On retrouve là, les ingrédients du roman noir, littérature violente de dénonciation qui naquit dans les années trente. La moisson rouge de Dashiell Hamett (1929) et plus près de nous La constance du jardinier de John Le Carré (2001) en sont de parfaites illustrations. On peut ajouter l’impact sur le cinéma. Ainsi le thriller politique de Michael Mann The Insider [5](titre français : Révélations)

À l’inverse du roman policier traditionnel, il ne s’agit plus de découvrir le coupable d’un crime mais de dénoncer les méfaits d’individus, de groupes politiques, de lobbies et autres agents de l’aliénation.

 

  Le Gène du perce-neige.

Ce roman noir est lié à ce qu’on a appelé à la fin des années quatre vingt dix, l’affaire Arpad Pustzai. Chercheur réputé, auteur de nombreuses publications dans le domaine des protéines végétales présentes dans notre alimentation, il travaillait depuis 35 ans au Rowett Institute , institut privé de recherches à Aberdeen (Ecosse.)
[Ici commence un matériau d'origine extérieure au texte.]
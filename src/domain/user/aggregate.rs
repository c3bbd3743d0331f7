//! User account entity.

use crate::domain::foundation::{Role, Timestamp, UserId, ValidationError};

pub const MIN_USERNAME_LENGTH: usize = 3;
pub const MAX_USERNAME_LENGTH: usize = 50;
pub const MAX_EMAIL_LENGTH: usize = 100;
pub const MIN_PASSWORD_LENGTH: usize = 8;

/// Checks the plaintext password before it is hashed.
pub fn validate_password(password: &str) -> Result<(), ValidationError> {
    let len = password.chars().count();
    if len < MIN_PASSWORD_LENGTH {
        return Err(ValidationError::invalid_format(
            "password",
            format!("must be at least {} characters", MIN_PASSWORD_LENGTH),
        ));
    }
    Ok(())
}

fn validate_username(username: &str) -> Result<String, ValidationError> {
    let trimmed = username.trim();
    if trimmed.is_empty() {
        return Err(ValidationError::empty_field("username"));
    }
    let len = trimmed.chars().count();
    if len < MIN_USERNAME_LENGTH {
        return Err(ValidationError::invalid_format(
            "username",
            format!("must be at least {} characters", MIN_USERNAME_LENGTH),
        ));
    }
    if len > MAX_USERNAME_LENGTH {
        return Err(ValidationError::too_long("username", MAX_USERNAME_LENGTH, len));
    }
    Ok(trimmed.to_string())
}

fn validate_email(email: &str) -> Result<String, ValidationError> {
    let trimmed = email.trim();
    if trimmed.is_empty() {
        return Err(ValidationError::empty_field("email"));
    }
    let len = trimmed.chars().count();
    if len > MAX_EMAIL_LENGTH {
        return Err(ValidationError::too_long("email", MAX_EMAIL_LENGTH, len));
    }
    match trimmed.split_once('@') {
        Some((local, domain)) if !local.is_empty() && !domain.is_empty() => {
            Ok(trimmed.to_string())
        }
        _ => Err(ValidationError::invalid_format("email", "must be a valid email address")),
    }
}

/// Validated input for registering a user. Holds an already-hashed password.
#[derive(Debug, Clone, PartialEq, Eq)]
pub struct NewUser {
    username: String,
    email: String,
    password_hash: String,
    role: Role,
}

impl NewUser {
    /// # Errors
    ///
    /// - `EmptyField` / `InvalidFormat` / `TooLong` for username or email
    pub fn new(
        username: &str,
        email: &str,
        password_hash: String,
        role: Role,
    ) -> Result<Self, ValidationError> {
        Ok(Self {
            username: validate_username(username)?,
            email: validate_email(email)?,
            password_hash,
            role,
        })
    }

    /// Runs the username/email checks without a password hash.
    pub fn validate_identity(username: &str, email: &str) -> Result<(), ValidationError> {
        validate_username(username)?;
        validate_email(email)?;
        Ok(())
    }

    pub fn username(&self) -> &str {
        &self.username
    }

    pub fn email(&self) -> &str {
        &self.email
    }

    pub fn password_hash(&self) -> &str {
        &self.password_hash
    }

    pub fn role(&self) -> Role {
        self.role
    }
}

/// Registered account.
#[derive(Debug, Clone, PartialEq, Eq)]
pub struct User {
    id: UserId,
    username: String,
    email: String,
    password_hash: String,
    role: Role,
    created_at: Timestamp,
}

impl User {
    pub fn create(id: UserId, input: NewUser, now: Timestamp) -> Self {
        Self {
            id,
            username: input.username,
            email: input.email,
            password_hash: input.password_hash,
            role: input.role,
            created_at: now,
        }
    }

    /// Reconstitute a user from persistence.
    pub fn reconstitute(
        id: UserId,
        username: String,
        email: String,
        password_hash: String,
        role: Role,
        created_at: Timestamp,
    ) -> Self {
        Self {
            id,
            username,
            email,
            password_hash,
            role,
            created_at,
        }
    }

    pub fn id(&self) -> UserId {
        self.id
    }

    pub fn username(&self) -> &str {
        &self.username
    }

    pub fn email(&self) -> &str {
        &self.email
    }

    /// PHC-format hash; never leaves the service.
    pub fn password_hash(&self) -> &str {
        &self.password_hash
    }

    pub fn role(&self) -> Role {
        self.role
    }

    pub fn created_at(&self) -> &Timestamp {
        &self.created_at
    }
}

#[cfg(test)]
mod tests {
    use super::*;

    fn new_user(username: &str, email: &str) -> Result<NewUser, ValidationError> {
        NewUser::new(username, email, "$argon2id$hash".into(), Role::User)
    }

    #[test]
    fn valid_input_is_trimmed() {
        let u = new_user(" alice ", " alice@example.com ").unwrap();
        assert_eq!(u.username(), "alice");
        assert_eq!(u.email(), "alice@example.com");
    }

    #[test]
    fn short_username_is_rejected() {
        assert!(matches!(
            new_user("al", "al@example.com"),
            Err(ValidationError::InvalidFormat { .. })
        ));
    }

    #[test]
    fn long_username_is_rejected() {
        assert!(matches!(
            new_user(&"u".repeat(51), "u@example.com"),
            Err(ValidationError::TooLong { .. })
        ));
    }

    #[test]
    fn email_without_at_is_rejected() {
        assert!(new_user("alice", "alice.example.com").is_err());
        assert!(new_user("alice", "@example.com").is_err());
        assert!(new_user("alice", "alice@").is_err());
    }

    #[test]
    fn long_email_is_rejected() {
        let email = format!("{}@example.com", "e".repeat(100));
        assert!(matches!(
            new_user("alice", &email),
            Err(ValidationError::TooLong { .. })
        ));
    }

    #[test]
    fn password_minimum_length() {
        assert!(validate_password("short").is_err());
        assert!(validate_password("longenough").is_ok());
    }

    #[test]
    fn created_user_keeps_role() {
        let input = NewUser::new("root", "root@example.com", "h".into(), Role::Admin).unwrap();
        let user = User::create(UserId::new(1), input, Timestamp::now());
        assert!(user.role().is_admin());
    }
}
//! Server configuration

use serde::Deserialize;
use std::net::SocketAddr;
use std::time::Duration;

use super::error::ValidationError;

/// HTTP server settings.
#[derive(Debug, Clone, Deserialize)]
pub struct ServerConfig {
    /// Name reported in startup logs
    #[serde(default = "default_app_name")]
    pub app_name: String,

    /// Raises the default log filter to debug
    #[serde(default)]
    pub debug: bool,

    /// Host address to bind to
    #[serde(default = "default_host")]
    pub host: String,

    /// Port to listen on
    #[serde(default = "default_port")]
    pub port: u16,

    #[serde(default)]
    pub environment: Environment,

    /// Rust log filter directive, used when `RUST_LOG` is unset
    #[serde(default = "default_log_level")]
    pub log_level: String,

    /// Whole-request timeout in seconds
    #[serde(default = "default_request_timeout")]
    pub request_timeout_secs: u64,

    /// CORS allowed origins (comma-separated)
    pub cors_origins: Option<String>,
}

/// Application environment
#[derive(Debug, Clone, Copy, Deserialize, PartialEq, Eq, Default)]
#[serde(rename_all = "lowercase")]
pub enum Environment {
    #[default]
    Development,
    Staging,
    Production,
}

impl ServerConfig {
    /// Socket address to bind to.
    pub fn socket_addr(&self) -> Result<SocketAddr, ValidationError> {
        format!("{}:{}", self.host, self.port)
            .parse()
            .map_err(|_| ValidationError::InvalidBindAddress(format!("{}:{}", self.host, self.port)))
    }

    pub fn is_production(&self) -> bool {
        self.environment == Environment::Production
    }

    pub fn request_timeout(&self) -> Duration {
        Duration::from_secs(self.request_timeout_secs)
    }

    /// Effective log filter when `RUST_LOG` is unset.
    pub fn log_filter(&self) -> String {
        if self.debug {
            "debug,sqlx=info".to_string()
        } else {
            self.log_level.clone()
        }
    }

    /// CORS origins as a list, blanks dropped.
    pub fn cors_origins_list(&self) -> Vec<String> {
        self.cors_origins
            .as_deref()
            .map(|s| {
                s.split(',')
                    .map(str::trim)
                    .filter(|o| !o.is_empty())
                    .map(str::to_string)
                    .collect()
            })
            .unwrap_or_default()
    }

    /// Validate server configuration
    pub fn validate(&self) -> Result<(), ValidationError> {
        if self.port == 0 {
            return Err(ValidationError::InvalidPort);
        }
        if self.request_timeout_secs == 0 || self.request_timeout_secs > 300 {
            return Err(ValidationError::InvalidTimeout);
        }
        self.socket_addr()?;
        Ok(())
    }
}

impl Default for ServerConfig {
    fn default() -> Self {
        Self {
            app_name: default_app_name(),
            debug: false,
            host: default_host(),
            port: default_port(),
            environment: Environment::default(),
            log_level: default_log_level(),
            request_timeout_secs: default_request_timeout(),
            cors_origins: None,
        }
    }
}

fn default_app_name() -> String {
    "Helpdesk-AI API".to_string()
}

fn default_host() -> String {
    "0.0.0.0".to_string()
}

fn default_port() -> u16 {
    8080
}

fn default_log_level() -> String {
    "info,helpdesk_ai=debug,sqlx=warn".to_string()
}

fn default_request_timeout() -> u64 {
    60
}

#[cfg(test)]
mod tests {
    use super::*;

    #[test]
    fn defaults() {
        let config = ServerConfig::default();
        assert_eq!(config.app_name, "Helpdesk-AI API");
        assert_eq!(config.host, "0.0.0.0");
        assert_eq!(config.port, 8080);
        assert_eq!(config.request_timeout_secs, 60);
        assert_eq!(config.environment, Environment::Development);
        assert!(!config.debug);
    }

    #[test]
    fn socket_addr_parses_host_and_port() {
        let config = ServerConfig {
            host: "127.0.0.1".to_string(),
            port: 3000,
            ..Default::default()
        };
        assert_eq!(config.socket_addr().unwrap().to_string(), "127.0.0.1:3000");
    }

    #[test]
    fn bad_host_fails_validation() {
        let config = ServerConfig {
            host: "not a host".to_string(),
            ..Default::default()
        };
        assert!(matches!(
            config.validate(),
            Err(ValidationError::InvalidBindAddress(_))
        ));
    }

    #[test]
    fn debug_raises_log_filter() {
        let mut config = ServerConfig::default();
        assert_eq!(config.log_filter(), "info,helpdesk_ai=debug,sqlx=warn");
        config.debug = true;
        assert!(config.log_filter().starts_with("debug"));
    }

    #[test]
    fn cors_origins_are_split_and_trimmed() {
        let config = ServerConfig {
            cors_origins: Some("http://localhost:5173, http://localhost:3000,".to_string()),
            ..Default::default()
        };
        assert_eq!(
            config.cors_origins_list(),
            vec!["http://localhost:5173", "http://localhost:3000"]
        );
    }

    #[test]
    fn timeout_bounds() {
        let mut config = ServerConfig {
            request_timeout_secs: 0,
            ..Default::default()
        };
        assert_eq!(config.validate(), Err(ValidationError::InvalidTimeout));
        config.request_timeout_secs = 301;
        assert_eq!(config.validate(), Err(ValidationError::InvalidTimeout));
        config.request_timeout_secs = 300;
        assert!(config.validate().is_ok());
    }

    #[test]
    fn zero_port_rejected() {
        let config = ServerConfig {
            port: 0,
            ..Default::default()
        };
        assert_eq!(config.validate(), Err(ValidationError::InvalidPort));
    }
}
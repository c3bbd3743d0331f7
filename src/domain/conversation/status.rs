//! Conversation lifecycle status.

use serde::{Deserialize, Serialize};
use std::fmt;
use std::str::FromStr;

use crate::domain::foundation::ValidationError;

/// Lifecycle state of a conversation.
#[derive(Debug, Clone, Copy, PartialEq, Eq, Hash, Serialize, Deserialize, Default)]
#[serde(rename_all = "snake_case")]
pub enum ConversationStatus {
    /// Accepting messages.
    #[default]
    Active,
    /// Read-only; new messages are rejected.
    Archived,
    /// Handed over to a support ticket. Still accepts messages.
    Escalated,
}

impl ConversationStatus {
    /// Storage / wire representation.
    pub fn as_str(&self) -> &'static str {
        match self {
            ConversationStatus::Active => "active",
            ConversationStatus::Archived => "archived",
            ConversationStatus::Escalated => "escalated",
        }
    }

    pub fn accepts_messages(&self) -> bool {
        !matches!(self, ConversationStatus::Archived)
    }
}

impl fmt::Display for ConversationStatus {
    fn fmt(&self, f: &mut fmt::Formatter<'_>) -> fmt::Result {
        f.write_str(self.as_str())
    }
}

impl FromStr for ConversationStatus {
    type Err = ValidationError;

    fn from_str(s: &str) -> Result<Self, Self::Err> {
        match s {
            "active" => Ok(ConversationStatus::Active),
            "archived" => Ok(ConversationStatus::Archived),
            "escalated" => Ok(ConversationStatus::Escalated),
            other => Err(ValidationError::invalid_format(
                "status",
                format!("unknown conversation status '{}'", other),
            )),
        }
    }
}

#[cfg(test)]
mod tests {
    use super::*;

    #[test]
    fn only_archived_rejects_messages() {
        assert!(ConversationStatus::Active.accepts_messages());
        assert!(ConversationStatus::Escalated.accepts_messages());
        assert!(!ConversationStatus::Archived.accepts_messages());
    }

    #[test]
    fn parses_storage_strings() {
        assert_eq!(
            "escalated".parse::<ConversationStatus>().unwrap(),
            ConversationStatus::Escalated
        );
        assert!("closed".parse::<ConversationStatus>().is_err());
    }
}
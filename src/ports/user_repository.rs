//! User repository port.

use async_trait::async_trait;

use crate::domain::foundation::{DomainError, UserId};
use crate::domain::user::{NewUser, User};

/// Repository port for user accounts.
#[async_trait]
pub trait UserRepository: Send + Sync {
    /// Insert a new user; storage assigns the id.
    ///
    /// # Errors
    ///
    /// - `Conflict` with detail `field` = `username` or `email` on duplicates
    /// - `DatabaseError` on persistence failure
    async fn insert(&self, user: &NewUser) -> Result<User, DomainError>;

    async fn find_by_id(&self, id: UserId) -> Result<Option<User>, DomainError>;

    async fn find_by_username(&self, username: &str) -> Result<Option<User>, DomainError>;

    async fn find_by_email(&self, email: &str) -> Result<Option<User>, DomainError>;
}
//! Conversation-specific error types.

use thiserror::Error;

use crate::domain::foundation::{ConversationId, DomainError, ErrorCode, ValidationError};

/// Errors raised by conversation and message operations.
#[derive(Debug, Clone, PartialEq, Eq, Error)]
pub enum ConversationError {
    #[error("Conversation not found: {0}")]
    NotFound(ConversationId),

    #[error("Not enough permissions")]
    Forbidden,

    #[error("Conversation {0} is archived")]
    Archived(ConversationId),

    #[error(transparent)]
    Validation(#[from] ValidationError),

    #[error("Error: {0}")]
    Infrastructure(String),
}

impl ConversationError {
    pub fn not_found(id: ConversationId) -> Self {
        ConversationError::NotFound(id)
    }

    pub fn infrastructure(message: impl Into<String>) -> Self {
        ConversationError::Infrastructure(message.into())
    }

    pub fn code(&self) -> ErrorCode {
        match self {
            ConversationError::NotFound(_) => ErrorCode::ConversationNotFound,
            ConversationError::Forbidden => ErrorCode::Forbidden,
            ConversationError::Archived(_) | ConversationError::Validation(_) => {
                ErrorCode::ValidationFailed
            }
            ConversationError::Infrastructure(_) => ErrorCode::DatabaseError,
        }
    }
}

impl From<DomainError> for ConversationError {
    fn from(err: DomainError) -> Self {
        match err.code {
            ErrorCode::ValidationFailed => {
                let field = err.detail("field").unwrap_or("unknown").to_string();
                ConversationError::Validation(ValidationError::invalid_format(field, err.message))
            }
            ErrorCode::Forbidden => ConversationError::Forbidden,
            _ => ConversationError::Infrastructure(err.to_string()),
        }
    }
}

#[cfg(test)]
mod tests {
    use super::*;

    #[test]
    fn archived_maps_to_validation_code() {
        assert_eq!(
            ConversationError::Archived(ConversationId::new(1)).code(),
            ErrorCode::ValidationFailed
        );
    }

    #[test]
    fn database_errors_become_infrastructure() {
        let err: ConversationError = DomainError::database("load", "timeout").into();
        assert!(matches!(err, ConversationError::Infrastructure(_)));
    }
}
En 1998, interviewé par la télévision britannique, il parle de ses expériences de nutrition. Il a nourri de jeunes rats de laboratoire avec des pommes de terre transgéniques et a observé que ces derniers souffrent d’une dépression du système immunitaire et d’un retard de croissance. Il ajoute que, au vu de ses résultats, il est inadmissible qu’on utilise des OGM dans l’alimentation humaine et prenne le consommateur pour un cobaye.

Le scandale est immédiat. Pusztai est suspendu de ses fonctions, on lui interdit de s’exprimer en public et le directeur du Rowett Institute dissout son équipe et annule ses financements. La même année, la plus haute instance scientifique anglaise, la British Royal Society le désavoue : ses recherches seraient mal conçues, ses méthodes statistiques inadéquates et ses résultats inconsistants. Le comité conclut en proposant que ses expériences soient répétées et vérifiées ce qu’aucun de ses détracteurs n’a jamais fait depuis.

Le roman noir Le Gène du perce-neige s’inspire de cette lamentable affaire. Il place le lecteur au sein du conflit qui oppose une multinationale à l’un de ses employés qui travaille sur une pomme de terre insecticide obtenue en insérant dans le génome du tubercule le gène insecticide du perce-neige, la charmante fleur qui annonce le printemps. D’où le titre du roman [6].

Bâti comme un polar, ce roman est fondé sur une intrigue qui en constitue le squelette, mais sa chair se nourrit de l’intervention de citoyens qui s’insurgent contre la violence sociale et politique des institutions et de la multinationale. En premier lieu celle du chercheur qui veut porter à la connaissance du grand public les résultats accablants des tests toxicologiques qu’il a obtenus. Celles de journalistes de presse et de télévision qui ont une conscience aiguë de leur travail, celles de simples citoyens enfin qui sont las d’entendre les discours convenus sur l’inéluctable “progrès”, ne sont tenus au courant de rien, ne sont jamais consultés et se voient  imposer n’importe quoi.

Mais la direction de la transnationale, celle du laboratoire, les décideurs et bailleurs de fonds, soutenus par des lobbies de toutes sortes, contestent à tous la liberté d’expression. Par tous les moyens, y compris les plus extrêmes, ils vont tenter de garder le secret. Menaces en tous genres, interventions musclées, attentat en plein Paris, personne ne sera épargné.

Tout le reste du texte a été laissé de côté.